Para Manuel, la superioridad de un hombre estaba en el talento y, sobre todo, en la maña; para el Bizco, el valor y la fuerza constituían las únicas cualidades envidiables: el mérito mayor para él era ser muy bruto, como decía con entusiasmo.
Por esta condición de habilidad y de maña, que Manuel en tanta estima tenía, admiraba a los Rebolledos, padre e hijo, los cuales habitaban también en el Corralón. Rebolledo padre, contrahecho de cuerpo, enano y jorobado, barbero de oficio, solía afeitar al sol en la Ronda, cerca del Rastro. Tenía el tal enano una cara muy inteligente, ojos profundos; gastaba bigote y patillas, y melena azulada y grasienta. Vestía de luto; en verano y en invierno llevaba gabán, y no se sabe por qué misterios de la química, el gabán negro verdeaba ostensiblemente, mientras que el pantalón, también negro, tiraba a rojo.
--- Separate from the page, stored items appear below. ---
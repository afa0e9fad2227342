mod settings;

pub use settings::{
    AgentConfig, McpServerConfig, ModelConfig, ProviderKind, ServerConfig, Settings,
    DEFAULT_USER_MCP_URL, DEFAULT_WEATHER_MCP_URL, USER_SERVER_NAME, WEATHER_SERVER_NAME,
};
Por las mañanas, Rebolledo salía del Corralón cargado con un banco y una palomilla de madera, de la que colgaba una bacía de azófar y un rótulo. Al llegar a un punto de la tapia de las Américas, sujetaba la palomilla y a su lado el rótulo, un anuncio humorístico, cuya gracia, probablemente, sólo él comprendía, y que cantaba así:
Barbería Modernista
Barbería Antisética.
Pasar cabayeros, Reboyedo afeita
y
da dinero.
Los Rebolledos, padre e hijo, eran muy habilidosos; hacían juguetes de alambre y de cartón, que vendían luego a los vendedores de las calles; tenían su casa, un cuartucho del primer patio, convertido en taller, y allí un tornillo de presión, un banco de carpintero y una serie de baratijas rotas, sin aplicación, al parecer, posible.
Con esta frase indicaban en el Corralón el agudo ingenio de Rebolledo:
—Ese enano—decían—tiene en la cabeza un arca de Noé.
Rebolledo padre había construído para su uso particular una dentadura postiza. Cogió un servilletero de hueso, lo cortó en dos partes desiguales, y con la mayor de éstas, limando por un lado y por otro, logró adaptársela a la boca. Luego, con una sierrecilla hizo los dientes, y para imitar la encía recubrió una parte del antiguo servilletero de lacre. Rebolledo se quitaba y se ponía la dentadura con una maravillosa facilidad y comía con ella perfectamente, siempre que tuviera qué, como decía él.